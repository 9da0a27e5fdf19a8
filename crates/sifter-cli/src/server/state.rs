//! Application state for the web server.

use std::collections::VecDeque;
use std::sync::Arc;

use serde::Serialize;
use tokio::sync::RwLock;

use sifter::{CancelToken, Fetcher, RunGate, RunSummary, SifterConfig};

/// Log lines kept for the UI.
pub const MAX_LOG_LINES: usize = 500;

/// What the UI shows about the current (or last) run.
#[derive(Debug, Default, Serialize)]
pub struct RunStatus {
    pub running: bool,
    pub log: VecDeque<String>,
    pub summary: Option<RunSummary>,
    pub error: Option<String>,
    #[serde(skip)]
    pub cancel: Option<CancelToken>,
}

impl RunStatus {
    /// Reset for a newly started run.
    pub fn start(&mut self, cancel: CancelToken) {
        self.running = true;
        self.log.clear();
        self.summary = None;
        self.error = None;
        self.cancel = Some(cancel);
    }

    pub fn push_line(&mut self, line: String) {
        if self.log.len() == MAX_LOG_LINES {
            self.log.pop_front();
        }
        self.log.push_back(line);
    }

    /// Record the outcome of the run and mark it stopped.
    pub fn finish(&mut self, result: sifter::Result<RunSummary>) {
        self.running = false;
        self.cancel = None;
        match result {
            Ok(summary) => self.summary = Some(summary),
            Err(e) => {
                self.push_line(format!("Error: {}", e));
                self.error = Some(e.to_string());
            }
        }
    }
}

/// Shared application state.
#[derive(Clone)]
pub struct AppState {
    /// Settings applied to every run started from the UI.
    pub settings: Arc<SifterConfig>,
    /// Fetcher shared by all runs.
    pub fetcher: Arc<dyn Fetcher>,
    /// Allows one run at a time.
    pub gate: RunGate,
    pub status: Arc<RwLock<RunStatus>>,
}

impl AppState {
    /// Create new application state.
    pub fn new(settings: SifterConfig, fetcher: Arc<dyn Fetcher>) -> Self {
        Self {
            settings: Arc::new(settings),
            fetcher,
            gate: RunGate::new(),
            status: Arc::new(RwLock::new(RunStatus::default())),
        }
    }

    /// Request cancellation of the active run, if any.
    pub async fn cancel_active(&self) -> bool {
        let status = self.status.read().await;
        match (&status.cancel, status.running) {
            (Some(token), true) => {
                token.cancel();
                true
            }
            _ => false,
        }
    }
}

Exercise description →
Where a line above holds the word "CancelToken", copy it.

Written solution →
use sifter::{CancelToken, Fetcher, RunGate, RunSummary, SifterConfig};
    pub cancel: Option<CancelToken>,
    pub fn start(&mut self, cancel: CancelToken) {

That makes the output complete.